Nous ne sommes qu’à un kilomètre et demi de notre hôtel, et retourner prendre le métro ne nous ferait gagner ni temps ni efforts. Donc, Chouchou entre le nom de l’hôtel dans son iPhone et entreprend de nous guider. Au bout d’un moment, je m’étonne ne de reconnaître absolument rien autour de moi. C’est alors qu’il percute que notre hôtel appartient à une chaîne et qu’il est en train de nous emmener dans la mauvaise direction. Mais à ce stade, nous sommes tout près d’une station de métro sur la même ligne que Little India. Nous nous y engouffrons donc après avoir pris quelques photos de Clarke Quay, sur la rivière Singapour, et du bâtiment de style « Lego colonial » qui abrite le ministère de la Communication et de l’Information. En ressortant, nous décidons de faire notre dernier repas au Tekka Centre, où le vendeur de naans me reconnaît et me demande d’où je viens. Puis nous repassons à l’hôtel prendre nos bagages et nous mettons le cap sur le fameux aéroport de Changi, le plus primé et soi-disant le plus beau du monde…
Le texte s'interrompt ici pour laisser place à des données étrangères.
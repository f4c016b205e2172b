//! End-to-end scenarios for the schema-driven resolver, driven by a
//! realistic job specification fixture.

use hcl_edit::structure::Body;
use pretty_assertions::assert_eq;

use nomad_ls::completion::completions;
use nomad_ls::diagnostics::{collect, to_lsp_diagnostic};
use nomad_ls::hover::hover;
use nomad_ls::position::{byte_offset, position_at};
use nomad_ls::resolver::{resolve_at, Resolution};
use nomad_ls::schema::SchemaMap;
use tower_lsp::lsp_types::Position;

fn fixture() -> String {
    let path = std::path::Path::new(env!("CARGO_MANIFEST_DIR"))
        .join("tests/fixtures/example.nomad.hcl");
    std::fs::read_to_string(path).expect("fixture should be readable")
}

fn parse(source: &str) -> Body {
    hcl_edit::parser::parse_body(source).expect("fixture should parse")
}

/// Byte offset just past the given needle's first occurrence.
fn after(source: &str, needle: &str) -> usize {
    source.find(needle).expect("needle present") + needle.len()
}

#[test]
fn fixture_parses_and_is_clean() {
    let source = fixture();
    let body = parse(&source);
    let schemas = SchemaMap::new();
    assert_eq!(collect(&body, &schemas), vec![]);
}

#[test]
fn containment_positions_resolve_into_the_enclosing_block() {
    let source = fixture();
    let body = parse(&source);
    let schemas = SchemaMap::new();

    for (needle, key) in [
        ("type        = \"service\"", "job"),
        ("count = 1", "group"),
        ("to = 3100", "port"),
        ("path     = \"/ready\"", "check"),
        ("image = \"grafana", "config:docker"),
        ("memory = 256", "resources"),
    ] {
        let offset = source.find(needle).unwrap();
        match resolve_at(&body, offset, &schemas, false) {
            Resolution::Terminal(matched) => {
                assert!(
                    std::ptr::eq(matched.schema, schemas.get(key).unwrap()),
                    "position in {needle:?} should resolve to schema {key:?}"
                );
            }
            _ => panic!("position in {needle:?} should resolve to a body"),
        }
    }
}

// Scenario: cursor in the service body with no check declared yet offers a
// `check` block candidate and none of the attributes already set.
#[test]
fn service_completion_offers_check_and_skips_declared_attributes() {
    let source = r#"
job "loki" {
  group "server" {
    service {
      name = "loki"
      port = "http"

    }
  }
}
"#;
    let body = parse(source);
    let schemas = SchemaMap::new();
    let offset = after(source, "port = \"http\"\n");
    let items = completions(&body, offset, &schemas);
    let labels: Vec<_> = items.iter().map(|i| i.label.as_str()).collect();

    assert!(labels.contains(&"check"), "{labels:?}");
    assert!(!labels.contains(&"name"), "{labels:?}");
    assert!(!labels.contains(&"port"), "{labels:?}");

    // Completing twice without edits yields the same candidate set.
    let again = completions(&body, offset, &schemas);
    let labels_again: Vec<_> = again.iter().map(|i| i.label.as_str()).collect();
    assert_eq!(labels, labels_again);
}

// Scenario: hovering the config block header of a docker task describes the
// docker driver configuration, not the generic config block.
#[test]
fn config_header_hover_describes_the_docker_schema() {
    let source = fixture();
    let body = parse(&source);
    let schemas = SchemaMap::new();

    let offset = source.find("config {").unwrap() + 2;
    let text = hover(&body, offset, &schemas).expect("hover content");
    assert!(text.contains("Docker"), "{text}");
    assert!(!text.contains("passed directly to the driver"), "{text}");
}

// Scenario: one line into a block body, in an unclaimed gap, hover falls
// through to attribute matching or nothing.
#[test]
fn hover_header_versus_body_boundary() {
    let source = fixture();
    let body = parse(&source);
    let schemas = SchemaMap::new();

    // On the `service` header itself.
    let header_offset = source.find("service {").unwrap() + 3;
    let text = hover(&body, header_offset, &schemas).expect("hover content");
    assert!(text.contains("service discovery"), "{text}");

    // One line into the service body, on the `name` attribute.
    let name_offset = source.find("name = \"loki\"").unwrap() + 1;
    let text = hover(&body, name_offset, &schemas).expect("hover content");
    assert!(text.contains("name of the service"), "{text}");

    // The blank line between `port` and the check block claims nothing.
    let gap_offset = after(&source, "port = \"http\"\n");
    assert_eq!(hover(&body, gap_offset, &schemas), None);
}

// Scenario: a check block missing its required `interval` produces exactly
// one missing-required diagnostic whose range spans the check block.
#[test]
fn missing_required_interval_is_reported_once() {
    let source = r#"
job "loki" {
  group "server" {
    service {
      name = "loki"

      check {
        type    = "http"
        path    = "/ready"
        timeout = "2s"
      }
    }
  }
}
"#;
    let body = parse(source);
    let schemas = SchemaMap::new();
    let diagnostics = collect(&body, &schemas);

    assert_eq!(diagnostics.len(), 1, "{diagnostics:?}");
    assert!(
        diagnostics[0].message.contains("\"interval\""),
        "{}",
        diagnostics[0].message
    );
    assert!(diagnostics[0].message.contains("Missing required attribute"));

    // The range stays within the check block's span.
    let check_start = source.find("check {").unwrap();
    let check_end = after(source, "timeout = \"2s\"\n      }");
    assert!(diagnostics[0].span.start >= check_start);
    assert!(diagnostics[0].span.end <= check_end);

    let wire = to_lsp_diagnostic(&diagnostics[0], source);
    assert!(wire.range.start.line >= position_at(source, check_start).line);
}

// Scenario: a meta block with arbitrary keys is a permissive body and
// produces no diagnostics, while a strict body flags a misspelling.
#[test]
fn meta_is_permissive_and_strict_bodies_flag_typos() {
    let source = fixture();
    let body = parse(&source);
    let schemas = SchemaMap::new();
    // Fixture meta carries three arbitrary keys; the whole document is clean.
    assert_eq!(collect(&body, &schemas), vec![]);

    let misspelled = source.replace("memory = 256", "memroy = 256");
    let body = parse(&misspelled);
    let diagnostics = collect(&body, &schemas);
    assert_eq!(diagnostics.len(), 1, "{diagnostics:?}");
    assert!(diagnostics[0].message.contains("\"memroy\""));
    assert_eq!(
        &misspelled[diagnostics[0].span.clone()],
        "memroy",
        "diagnostic should reference the attribute's name range"
    );
}

// The collector drops a dependent subtree when the driver value has no
// registered schema. Pinned here on purpose: flagging the driver value
// itself is the attribute-level machinery's job, not the collector's.
#[test]
fn unknown_driver_drops_the_config_subtree_silently() {
    let source = fixture().replace("\"docker\"", "\"podman\"");
    let body = parse(&source);
    let schemas = SchemaMap::new();
    assert_eq!(collect(&body, &schemas), vec![]);
}

#[test]
fn wire_positions_round_trip_through_byte_offsets() {
    let source = fixture();
    let mut offset = 0;
    for (line, text) in source.lines().enumerate() {
        // One probe per line: its last character boundary.
        let probe = offset + text.len();
        let position = position_at(&source, probe);
        assert_eq!(byte_offset(&source, position), probe, "line {line}");
        offset += text.len() + 1;
    }
    let final_position = Position {
        line: source.lines().count() as u32,
        character: 0,
    };
    assert_eq!(byte_offset(&source, final_position), source.len());
}

#[test]
fn dependent_resolution_matches_registered_composite_keys() {
    let source = fixture();
    let schemas = SchemaMap::new();

    for (driver, key) in [("exec", "config:exec"), ("java", "config:java")] {
        let replaced = source.replace("\"docker\"", &format!("\"{driver}\""));
        let body = parse(&replaced);
        let offset = replaced.find("image = \"grafana").unwrap();
        match resolve_at(&body, offset, &schemas, false) {
            Resolution::Terminal(matched) => {
                assert!(
                    std::ptr::eq(matched.schema, schemas.get(key).unwrap()),
                    "driver {driver:?} should select {key:?}"
                );
            }
            _ => panic!("expected terminal resolution for driver {driver:?}"),
        }
    }
}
La vidéo du jour sera disponible ici plus tard.
Les photos du jour sont magnifiques !
Tu as bien fait d'adopter le short en jean, ça te va très bien.
Eh bien, tu vois, je ne connaissais absolument rien de Singapour (je n’avais même pas d’a priori, c’est te dire mon ignorance), mais tu m’as donné très envie de découvrir cette ville…
Ce reportage me donne vraiment envie de voyager. Merci!
C'est vraiment un plaisir de découvrir votre trip en temps réel !
Ah oui, le riz au poulet est une institution dans certaines régions d’Asie ^^ Et cette sauce au gingembre, miioum, même pour moi qui ai ce… machinbercule en horreur.
Pour approfondir,, il y a l’excellente BD Charlie Chan Hock Chye : une vie dessinée, chez Urban Comics, dans laquelle l’auteur Sonny Liew dresse la biographie fictive d’un auteur de bandes dessinées pour retracer l’histoire de son pays. Intelligent et accessible !
@shermane: Ah, merci pour le titre, ça m'intéresse fortement! Et ce riz au poulet, j'en rêve encore… Si simple et si savoureux.